━━━━━ Records provided ━━━━━

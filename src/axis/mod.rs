//! One-dimensional coordinate axes
//!
//! The 2-D index is assembled from flat axes:
//!
//! - **runtime**: RuntimeAxis, the ordered list of model-run reference times
//! - **instant**: InstantAxis, forecast instants for a single run
//! - **interval**: OffsetInterval and IntervalAxis, accumulation periods
//! - **offset**: OffsetAxis, the tagged union over the two offset kinds,
//!   plus the incremental OffsetAxisBuilder
//!
//! # Layout
//!
//! ```text
//! RuntimeAxis:   run[0] < run[1] < ... < run[n-1]      (reference times)
//! OffsetAxis:    off[0] < off[1] < ... < off[m-1]      (units past one ref)
//!
//! absolute time = ref_date + offset * unit
//! ```
//!
//! Every axis is immutable once constructed; its values are sorted and
//! deduplicated so positions are stable and lookups can binary-search.
//!
//! # Example
//!
//! ```rust
//! use chrono::{TimeZone, Utc};
//! use gridtime::axis::{OffsetAxisBuilder, OffsetKind, OffsetValue};
//! use gridtime::unit::TimeUnit;
//!
//! let run = Utc.with_ymd_and_hms(2021, 7, 1, 0, 0, 0).unwrap();
//! let mut builder = OffsetAxisBuilder::new(OffsetKind::Instant, TimeUnit::Hours, run);
//! for hour in [12, 0, 6, 6] {
//!     builder.add(OffsetValue::Instant(hour)).unwrap();
//! }
//! let axis = builder.finish();
//!
//! assert_eq!(axis.len(), 3);
//! assert_eq!(axis.index_of(&OffsetValue::Instant(6)), Some(1));
//! ```

pub mod instant;
pub mod interval;
pub mod offset;
pub mod runtime;

// Re-export commonly used types
pub use instant::InstantAxis;
pub use interval::{IntervalAxis, IntervalLabel, OffsetInterval};
pub use offset::{OffsetAxis, OffsetAxisBuilder, OffsetKind, OffsetValue};
pub use runtime::{RuntimeAxis, RuntimeAxisBuilder};
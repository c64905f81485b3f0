//! Layout classification
//!
//! The builder always produces a general structure: one axis per run.
//! Archives where every run shares the same offsets (or where offsets
//! repeat by cycle hour) waste space that way, so classification is run as
//! a separate pass over the finished structure when the caller wants the
//! compaction. It never changes what any lookup resolves to, only how the
//! axes are stored.

use crate::axis::{OffsetAxis, OffsetAxisBuilder, OffsetValue};
use crate::error::CoordResult;
use crate::time2d::index::{Layout, Time2DIndex};
use chrono::{DateTime, Timelike, Utc};
use std::collections::BTreeMap;

/// Compact a general structure into orthogonal or regular form
///
/// Orthogonal when every run's offset set is identical; otherwise regular
/// when offset sets are identical within each hour-of-day group and at
/// least one group has two or more runs (nothing is shared below that, so
/// the structure stays general). Structures that are not general, or have
/// fewer than two runs, pass through unchanged.
pub fn classify(index: Time2DIndex) -> CoordResult<Time2DIndex> {
    if !matches!(index.layout(), Layout::General { .. }) || index.run_count() < 2 {
        return Ok(index);
    }

    let run_count = index.run_count();
    let mut per_run: Vec<Vec<OffsetValue>> = Vec::with_capacity(run_count);
    for run_idx in 0..run_count {
        per_run.push(index.axis_for_run(run_idx)?.values());
    }

    if per_run.iter().all(|values| *values == per_run[0]) {
        tracing::debug!(
            runs = run_count,
            offsets = per_run[0].len(),
            "Classified structure as orthogonal"
        );
        let shared = build_axis(&index, index.ref_date(0)?, &per_run[0])?;
        let values = index.values().map(|v| v.to_vec());
        return Time2DIndex::orthogonal(
            index.runs().clone(),
            index.kind(),
            index.unit(),
            shared,
            values,
        );
    }

    let mut groups: BTreeMap<u32, Vec<usize>> = BTreeMap::new();
    for run_idx in 0..run_count {
        let hour = index.ref_date(run_idx)?.hour();
        groups.entry(hour).or_default().push(run_idx);
    }
    let identical_within_groups = groups
        .values()
        .all(|members| members.iter().all(|&i| per_run[i] == per_run[members[0]]));
    let any_group_shared = groups.values().any(|members| members.len() >= 2);

    if identical_within_groups && any_group_shared {
        let mut by_hour = BTreeMap::new();
        for (hour, members) in &groups {
            let first = members[0];
            let axis = build_axis(&index, index.ref_date(first)?, &per_run[first])?;
            by_hour.insert(*hour, axis);
        }
        tracing::debug!(
            runs = run_count,
            hours = by_hour.len(),
            "Classified structure as regular"
        );
        let values = index.values().map(|v| v.to_vec());
        return Time2DIndex::regular(
            index.runs().clone(),
            index.kind(),
            index.unit(),
            by_hour,
            values,
        );
    }

    tracing::debug!(runs = run_count, "Structure stays general");
    Ok(index)
}

fn build_axis(
    index: &Time2DIndex,
    ref_date: DateTime<Utc>,
    values: &[OffsetValue],
) -> CoordResult<OffsetAxis> {
    let mut builder = OffsetAxisBuilder::new(index.kind(), index.unit(), ref_date);
    for value in values {
        builder.add(*value)?;
    }
    Ok(builder.finish())
}
/*!
 * Conduit CLI - Command Line Interface
 */

use anyhow::Context;
use clap::{Parser, Subcommand, ValueEnum};
use conduit::{
    config::{ClientConfig, ContextMode, LogLevel},
    demo::{run_demo, DemoOptions, DemoReport},
    error::{ConduitError, EXIT_CALL_FAILED, EXIT_FATAL, EXIT_SUCCESS},
    logging, ClientHost,
};
use std::path::PathBuf;

#[derive(Parser)]
#[command(name = "conduit")]
#[command(version, about = "Client-side connection management for out-of-process API providers", long_about = None)]
struct Cli {
    /// Log level
    #[arg(long, value_enum, default_value = "info", global = true)]
    log_level: LogLevelArg,

    /// Path to log file (default: stderr)
    #[arg(long, value_name = "FILE", global = true)]
    log: Option<PathBuf>,

    /// Enable verbose logging (equivalent to --log-level=debug)
    #[arg(short = 'v', long, global = true)]
    verbose: bool,

    /// Print results as JSON
    #[arg(long, global = true)]
    json: bool,

    /// Path to a TOML config file
    #[arg(short = 'c', long, value_name = "FILE", global = true)]
    config: Option<PathBuf>,

    #[command(subcommand)]
    command: Commands,
}

#[derive(Subcommand)]
enum Commands {
    /// Queue calls against a loopback provider and report how they resolve
    Demo {
        /// Number of calls queued before the connection comes up
        #[arg(short = 'n', long, default_value_t = 3)]
        calls: usize,

        /// Provider reply delay in milliseconds
        #[arg(long, default_value_t = 10)]
        reply_delay_ms: u64,

        /// Reject the bind instead of accepting it
        #[arg(long)]
        reject_bind: bool,

        /// Drop the link afterwards and show the next call reconnecting
        #[arg(long)]
        drop_link: bool,

        /// Deliver callbacks on the producing thread instead of a dispatcher
        #[arg(long)]
        immediate_callbacks: bool,
    },

    /// Print the effective configuration, or write it to a file
    Config {
        /// Write the configuration here instead of printing it
        #[arg(long, value_name = "FILE")]
        write: Option<PathBuf>,
    },
}

#[derive(Copy, Clone, PartialEq, Eq, PartialOrd, Ord, ValueEnum)]
enum LogLevelArg {
    Error,
    Warn,
    Info,
    Debug,
    Trace,
}

impl From<LogLevelArg> for LogLevel {
    fn from(arg: LogLevelArg) -> Self {
        match arg {
            LogLevelArg::Error => LogLevel::Error,
            LogLevelArg::Warn => LogLevel::Warn,
            LogLevelArg::Info => LogLevel::Info,
            LogLevelArg::Debug => LogLevel::Debug,
            LogLevelArg::Trace => LogLevel::Trace,
        }
    }
}

fn main() {
    let code = match run() {
        Ok(code) => code,
        Err(e) => {
            eprintln!("Error: {:#}", e);
            e.downcast_ref::<ConduitError>()
                .map(ConduitError::exit_code)
                .unwrap_or(EXIT_FATAL)
        }
    };
    std::process::exit(code);
}

fn run() -> anyhow::Result<i32> {
    let cli = Cli::parse();

    let mut config = match cli.config {
        Some(ref path) => ClientConfig::from_file(path)
            .with_context(|| format!("Failed to load config file {}", path.display()))?,
        None => ClientConfig::default(),
    };
    if cli.log_level != LogLevelArg::Info {
        config.log_level = cli.log_level.into();
    }
    if cli.log.is_some() {
        config.log_file = cli.log.clone();
    }
    config.verbose |= cli.verbose;

    match cli.command {
        Commands::Config { write } => {
            match write {
                Some(path) => {
                    config
                        .to_file(&path)
                        .with_context(|| format!("Failed to write {}", path.display()))?;
                    println!("Configuration written to {}", path.display());
                }
                None => print!("{}", config.to_toml()?),
            }
            Ok(EXIT_SUCCESS)
        }
        Commands::Demo {
            calls,
            reply_delay_ms,
            reject_bind,
            drop_link,
            immediate_callbacks,
        } => {
            if immediate_callbacks {
                config.callback_context = ContextMode::Immediate;
            }
            logging::init_logging(&config)?;

            let host = ClientHost::new(config)?;
            let options = DemoOptions {
                calls,
                reply_delay_ms,
                reject_bind,
                drop_link,
            };
            let report = run_demo(&host, &options)?;
            host.shutdown();

            if cli.json {
                println!("{}", serde_json::to_string_pretty(&report)?);
            } else {
                print_report(&report);
            }

            Ok(if report.failures() == 0 {
                EXIT_SUCCESS
            } else {
                EXIT_CALL_FAILED
            })
        }
    }
}

fn print_report(report: &DemoReport) {
    println!("Connection: {}", report.connection);
    println!("Queued before connect: {}", report.queued_before_connect);
    println!("Bind attempts: {}", report.bind_attempts);
    if !report.posted_order.is_empty() {
        println!("Posted order: {}", report.posted_order.join(", "));
    }
    println!("Callback order: {}", report.callback_order.join(", "));
    for outcome in &report.outcomes {
        match outcome.reply {
            Some(ref reply) => println!("  {} -> {}", outcome.call, reply),
            None => println!("  {} -> {}", outcome.call, outcome.status),
        }
    }
    println!("Final state: {}", report.snapshot.state);
    if let Some(ref failure) = report.snapshot.last_failure {
        println!("Last failure: {}", failure);
    }

    if let Some(ref reconnect) = report.reconnect {
        println!();
        println!("Link dropped:");
        println!("  {} -> {}", reconnect.in_flight.call, reconnect.in_flight.status);
        println!("  state after drop: {}", reconnect.state_after_drop);
        match reconnect.retry.reply {
            Some(ref reply) => println!("  {} -> {}", reconnect.retry.call, reply),
            None => println!("  {} -> {}", reconnect.retry.call, reconnect.retry.status),
        }
        println!("  bind attempts: {}", reconnect.bind_attempts);
    }
}
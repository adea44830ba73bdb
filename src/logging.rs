/*!
 * Logging and tracing initialization
 */

use std::fs::File;
use std::path::Path;
use tracing::Level;
use tracing_subscriber::{
    fmt::{self, format::FmtSpan},
    layer::SubscriberExt,
    util::SubscriberInitExt,
    EnvFilter,
};

use crate::config::ClientConfig;
use crate::error::{ConduitError, Result};

/// Crates whose events pass the default filter
const TARGETS: [&str; 3] = ["conduit", "conduit_connect", "conduit_core_pending"];

/// Effective level for a configuration; `verbose` wins over `log_level`
pub fn effective_level(config: &ClientConfig) -> Level {
    if config.verbose {
        Level::DEBUG
    } else {
        config.log_level.to_tracing_level()
    }
}

/// Filter directive used when `RUST_LOG` is not set
pub fn default_directive(level: Level) -> String {
    TARGETS
        .iter()
        .map(|target| format!("{}={}", target, level))
        .collect::<Vec<_>>()
        .join(",")
}

/// Initialize structured logging based on configuration
pub fn init_logging(config: &ClientConfig) -> Result<()> {
    let log_level = effective_level(config);

    let env_filter = EnvFilter::try_from_default_env()
        .or_else(|_| EnvFilter::try_new(default_directive(log_level)))
        .map_err(|e| ConduitError::Config(format!("Failed to create log filter: {}", e)))?;

    if let Some(ref log_path) = config.log_file {
        init_file_logging(log_path, env_filter)?;
    } else {
        init_stderr_logging(env_filter)?;
    }

    Ok(())
}

/// Initialize logging to stderr so stdout stays free for reports
fn init_stderr_logging(env_filter: EnvFilter) -> Result<()> {
    let fmt_layer = fmt::layer()
        .with_writer(std::io::stderr)
        .with_target(true)
        .with_thread_ids(false)
        .with_thread_names(true)
        .with_file(false)
        .with_line_number(false)
        .with_span_events(FmtSpan::NONE)
        .compact();

    tracing_subscriber::registry()
        .with(env_filter)
        .with(fmt_layer)
        .try_init()
        .map_err(|e| ConduitError::Config(format!("Failed to install logger: {}", e)))
}

/// Initialize logging to a file
fn init_file_logging(log_path: &Path, env_filter: EnvFilter) -> Result<()> {
    let file = File::create(log_path)
        .map_err(|e| ConduitError::Config(format!("Failed to create log file: {}", e)))?;

    let fmt_layer = fmt::layer()
        .with_writer(file)
        .with_target(true)
        .with_thread_ids(true)
        .with_thread_names(true)
        .with_file(true)
        .with_line_number(true)
        .with_span_events(FmtSpan::CLOSE)
        .with_ansi(false)
        .json();

    tracing_subscriber::registry()
        .with(env_filter)
        .with(fmt_layer)
        .try_init()
        .map_err(|e| ConduitError::Config(format!("Failed to install logger: {}", e)))
}

/// Initialize logging with custom format for testing
#[cfg(test)]
pub fn init_test_logging() {
    use std::sync::Once;
    static INIT: Once = Once::new();

    INIT.call_once(|| {
        let env_filter = EnvFilter::try_from_default_env()
            .unwrap_or_else(|_| EnvFilter::new(default_directive(Level::DEBUG)));

        let fmt_layer = fmt::layer().with_test_writer().with_target(false).compact();

        tracing_subscriber::registry()
            .with(env_filter)
            .with(fmt_layer)
            .try_init()
            .ok();
    });
}
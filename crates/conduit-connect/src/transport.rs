//! Boundary with the byte-level transport
//!
//! A transport moves opaque payloads between this process and a provider. It
//! knows nothing about pending results, queues or the registry: the
//! [`Connection`](crate::Connection) correlates replies back to callers.

use crate::connection::Connection;
use crate::error::TransportError;
use bytes::Bytes;
use conduit_core_pending::Status;
use std::fmt;
use std::sync::Weak;

/// Identifier a transport assigns to each posted message; echoed on its reply
pub type CorrelationId = u64;

/// Outcome of a remote call as delivered by the transport
pub type Reply = Result<Bytes, Status>;

/// Opaque handle to one bound link
#[derive(Debug, Clone, Copy, PartialEq, Eq, Hash, PartialOrd, Ord)]
pub struct LinkHandle(u64);

impl LinkHandle {
    pub fn new(raw: u64) -> Self {
        Self(raw)
    }

    pub fn raw(&self) -> u64 {
        self.0
    }
}

impl fmt::Display for LinkHandle {
    fn fmt(&self, f: &mut fmt::Formatter<'_>) -> fmt::Result {
        write!(f, "link#{}", self.0)
    }
}

/// A way to reach one provider
///
/// Implementations may invoke the [`LinkEvents`] they are given from any
/// thread, including from inside `bind` and `post_message`.
pub trait Transport: Send + Sync {
    /// Start establishing a link
    ///
    /// Returning `Ok` means the attempt is under way; the link is usable once
    /// `events.connected()` fires. An asynchronous rejection is reported through
    /// `events.disconnected(..)`.
    fn bind(&self, events: LinkEvents) -> Result<LinkHandle, TransportError>;

    /// Release a link; unknown or already released handles are ignored
    fn unbind(&self, handle: LinkHandle);

    /// Send one request; its reply arrives later through `events.message(..)`
    fn post_message(&self, handle: LinkHandle, payload: Bytes)
        -> Result<CorrelationId, TransportError>;
}

/// Callbacks a transport uses to report link activity
///
/// Holds a weak reference to its connection plus the bind attempt it belongs
/// to. Events for an attempt the connection already left behind are ignored.
#[derive(Clone)]
pub struct LinkEvents {
    connection: Weak<Connection>,
    generation: u64,
}

impl LinkEvents {
    pub(crate) fn new(connection: Weak<Connection>, generation: u64) -> Self {
        Self {
            connection,
            generation,
        }
    }

    /// The link is established
    pub fn connected(&self) {
        if let Some(connection) = self.connection.upgrade() {
            connection.on_link_connected(self.generation);
        }
    }

    /// The link was rejected or dropped
    pub fn disconnected(&self, reason: TransportError) {
        if let Some(connection) = self.connection.upgrade() {
            connection.on_link_disconnected(self.generation, reason);
        }
    }

    /// A reply for a previously posted message
    pub fn message(&self, id: CorrelationId, reply: Reply) {
        if let Some(connection) = self.connection.upgrade() {
            connection.on_link_message(self.generation, id, reply);
        }
    }

    /// False once the owning connection was dropped
    pub fn is_live(&self) -> bool {
        self.connection.strong_count() > 0
    }
}

impl fmt::Debug for LinkEvents {
    fn fmt(&self, f: &mut fmt::Formatter<'_>) -> fmt::Result {
        f.debug_struct("LinkEvents")
            .field("generation", &self.generation)
            .field("live", &self.is_live())
            .finish()
    }
}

━━━━━

▶ **Exercise prompt**: Say the number of lines in the material above that contain the word "DemoReport", and nothing else.

▶ **Solved problem**: 2